An arrangement of pills of the opioid oxycodone-acetaminophen.
An arrangement of pills of the opioid oxycodone-acetaminophen.
(Patrick Sison / AP)

To the editor: Jonah Goldberg may be correct to assume that complete and unregulated drug legalization could actually increase the number of addicts. (“Do we really want to stack Oxycontin next to the Jim Beam?” Opinion, Oct. 31)

Decriminalizing drug use but making drugs available only at treatment facilities, with treatment a condition of obtaining them, would put the drug dealers out of business. It would take drugs off the streets and offer those addicted the best chance of recovery.

It would also reduce the number of overdoses, since all drugs dispensed would be in a controlled setting.


Portugal is trying something like this, and the results are encouraging. One thing is for sure: Our current policy is a dead end.

Michael Gitter, M.D., Pacific Palisades


To the editor: My mother spent 10 years of her life battling breast cancer. Her last four months were spent in St. Vincent’s Hospital in Sydney, Australia.

Her nurses told me that when I was with her, she used much less morphine, so they made it easy for me to be with her as much as possible by putting a cot in her room for me. A palliative care specialist visited her at least twice daily to discuss and adjust her pain management program so she could maintain as much alertness as possible.
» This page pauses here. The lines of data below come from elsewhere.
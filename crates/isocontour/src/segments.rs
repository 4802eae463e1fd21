//! Level-crossing segment extraction over triangulated grid cells.
//!
//! Each cell is split into four counter-clockwise triangles that share a
//! synthetic center point. A triangle whose vertices straddle the level
//! yields one segment, oriented so that the higher-valued side lies to the
//! right of the direction of travel.

use crate::grid::ScalarField;
use crate::types::Point;
use std::hash::{Hash, Hasher};

/// A grid vertex: a cell corner, or the center of the cell whose lower-left
/// corner is `(col, row)`.
///
/// Equality and hashing use the grid position only, never `z`.
#[derive(Debug, Clone, Copy)]
pub struct GridPoint {
    pub col: usize,
    pub row: usize,
    pub center: bool,
    pub z: f64,
}

impl GridPoint {
    pub fn corner(col: usize, row: usize, z: f64) -> Self {
        Self {
            col,
            row,
            center: false,
            z,
        }
    }

    pub fn cell_center(col: usize, row: usize, z: f64) -> Self {
        Self {
            col,
            row,
            center: true,
            z,
        }
    }

    /// Grid-space x coordinate.
    pub fn x(&self) -> f64 {
        self.col as f64 + if self.center { 0.5 } else { 0.0 }
    }

    /// Grid-space y coordinate.
    pub fn y(&self) -> f64 {
        self.row as f64 + if self.center { 0.5 } else { 0.0 }
    }

    pub fn coord(&self) -> Point {
        Point::new(self.x(), self.y())
    }

    fn id(&self) -> (usize, usize, bool) {
        (self.col, self.row, self.center)
    }

    fn is_high(&self, level: f64) -> bool {
        self.z >= level
    }
}

impl PartialEq for GridPoint {
    fn eq(&self, other: &Self) -> bool {
        self.id() == other.id()
    }
}

impl Eq for GridPoint {}

impl Hash for GridPoint {
    fn hash<H: Hasher>(&self, state: &mut H) {
        self.id().hash(state);
    }
}

/// A triangle edge. `Edge(a, b) == Edge(b, a)`; the stored order only
/// matters for interpolation.
#[derive(Debug, Clone, Copy)]
pub struct Edge {
    pub a: GridPoint,
    pub b: GridPoint,
}

impl Edge {
    pub fn new(a: GridPoint, b: GridPoint) -> Self {
        Self { a, b }
    }

    /// Grid-space point where the field crosses `level` along this edge.
    pub fn intersect(&self, level: f64) -> Point {
        let z0 = self.a.z;
        let z1 = self.b.z;

        if level == z0 {
            return self.a.coord();
        }
        if level == z1 {
            return self.b.coord();
        }

        let ratio = (z1 - z0) / (level - z0);
        let (x0, y0) = (self.a.x(), self.a.y());
        let (x1, y1) = (self.b.x(), self.b.y());
        Point::new(x0 + (x1 - x0) / ratio, y0 + (y1 - y0) / ratio)
    }

    /// True if both ends lie on the same outer row or column of the grid.
    pub fn is_on_boundary(&self, col_count: usize, row_count: usize) -> bool {
        let (a, b) = (&self.a, &self.b);
        if a.center || b.center {
            return false;
        }
        (a.col == 0 && b.col == 0)
            || (a.row == 0 && b.row == 0)
            || (a.col == col_count - 1 && b.col == col_count - 1)
            || (a.row == row_count - 1 && b.row == row_count - 1)
    }

    fn ordered_ids(&self) -> ((usize, usize, bool), (usize, usize, bool)) {
        let (ia, ib) = (self.a.id(), self.b.id());
        if ia <= ib {
            (ia, ib)
        } else {
            (ib, ia)
        }
    }
}

impl PartialEq for Edge {
    fn eq(&self, other: &Self) -> bool {
        self.ordered_ids() == other.ordered_ids()
    }
}

impl Eq for Edge {}

impl Hash for Edge {
    fn hash<H: Hasher>(&self, state: &mut H) {
        self.ordered_ids().hash(state);
    }
}

/// A level crossing through one triangle, from `start` to `end` with the
/// higher side on the right.
#[derive(Debug, Clone, Copy, PartialEq, Eq)]
pub struct Segment {
    pub start: Edge,
    pub end: Edge,
}

/// Extract all level-crossing segments of `field` at `level`.
///
/// Flat cells are skipped, as are cells where `level <= min` or
/// `level > max`.
pub fn extract_segments(field: &ScalarField, level: f64) -> Vec<Segment> {
    let mut segments = Vec::new();

    for row in 0..field.row_count() - 1 {
        for col in 0..field.col_count() - 1 {
            let v0 = field.value(col, row);
            let v1 = field.value(col + 1, row);
            let v2 = field.value(col + 1, row + 1);
            let v3 = field.value(col, row + 1);

            let min = v0.min(v1).min(v2).min(v3);
            let max = v0.max(v1).max(v2).max(v3);

            if min == max {
                continue;
            }

            // Mean of the two middle values; a plain average breaks saddle ties.
            let v4 = (v0 + v1 + v2 + v3 - min - max) / 2.0;

            if level > min && level <= max {
                let corners = [
                    GridPoint::corner(col, row, v0),
                    GridPoint::corner(col + 1, row, v1),
                    GridPoint::corner(col + 1, row + 1, v2),
                    GridPoint::corner(col, row + 1, v3),
                ];
                let center = GridPoint::cell_center(col, row, v4);
                cell_segments(&corners, center, level, &mut segments);
            }
        }
    }

    segments
}

fn cell_segments(corners: &[GridPoint; 4], center: GridPoint, level: f64, out: &mut Vec<Segment>) {
    for i in 0..4 {
        let triangle = [corners[i], corners[(i + 1) % 4], center];
        if let Some(segment) = triangle_segment(triangle, level) {
            out.push(segment);
        }
    }
}

/// Which vertices of a triangle lie at or above the level.
#[derive(Debug, Clone, Copy, PartialEq, Eq)]
enum TriangleCase {
    Uncrossed,
    P0,
    P1,
    P2,
    P0P1,
    P0P2,
    P1P2,
}

impl TriangleCase {
    fn classify(high: [bool; 3]) -> Self {
        match high {
            [true, false, false] => Self::P0,
            [false, true, false] => Self::P1,
            [false, false, true] => Self::P2,
            [true, true, false] => Self::P0P1,
            [true, false, true] => Self::P0P2,
            [false, true, true] => Self::P1P2,
            [true, true, true] | [false, false, false] => Self::Uncrossed,
        }
    }
}

/// Crossing segment of a counter-clockwise triangle, if any.
fn triangle_segment([p0, p1, p2]: [GridPoint; 3], level: f64) -> Option<Segment> {
    let case = TriangleCase::classify([p0.is_high(level), p1.is_high(level), p2.is_high(level)]);
    let (start, end) = match case {
        TriangleCase::P0 => (Edge::new(p2, p0), Edge::new(p0, p1)),
        TriangleCase::P1 => (Edge::new(p0, p1), Edge::new(p1, p2)),
        TriangleCase::P2 => (Edge::new(p1, p2), Edge::new(p2, p0)),
        TriangleCase::P0P1 => (Edge::new(p0, p2), Edge::new(p2, p1)),
        TriangleCase::P0P2 => (Edge::new(p2, p1), Edge::new(p1, p0)),
        TriangleCase::P1P2 => (Edge::new(p1, p0), Edge::new(p0, p2)),
        TriangleCase::Uncrossed => return None,
    };
    Some(Segment { start, end })
}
Why can’t there be a similar approach to pain relief in our country to help people avoid addiction? Whenever an opioid pain medicine is prescribed, a specialist should follow up to help that patient manage their pain control and, if necessary, intervene before addiction becomes a serious problem.

I see no good reason why we can’t do this in America.

Diane Mitchell, Hemet


To the editor: Calls for further study into the painkilling properties of cannabis are welcome. (“Thousands are dying. The president needs to do more than bluster on the opioid crisis,” editorial, Oct. 28)

But abundant evidence is already available. A recent literature review identifies 35 controlled clinical studies, involving 2,046 subjects, assessing the use of marijuana or cannabinoids in pain management — many of which were performed in California through UC San Diego’s Center for Medicinal Cannabis Research. In January, a review of more that 10,000 scientific studies by the National Academies of Sciences, Engineering and Medicine concluded that whole-plant cannabis is effective for the treatment of chronic pain in adults.

For some patients, cannabis clearly offers a safer and potentially more effective alternative to opioids. It is time for the administration to stop placing political ideology above the health and safety of the American public, and to acknowledge the well-established efficacy of medical marijuana in the treatment of chronic pain.

Paul Armentano, Washington

The writer is deputy director of the National Organization for the Reform of Marijuana Laws.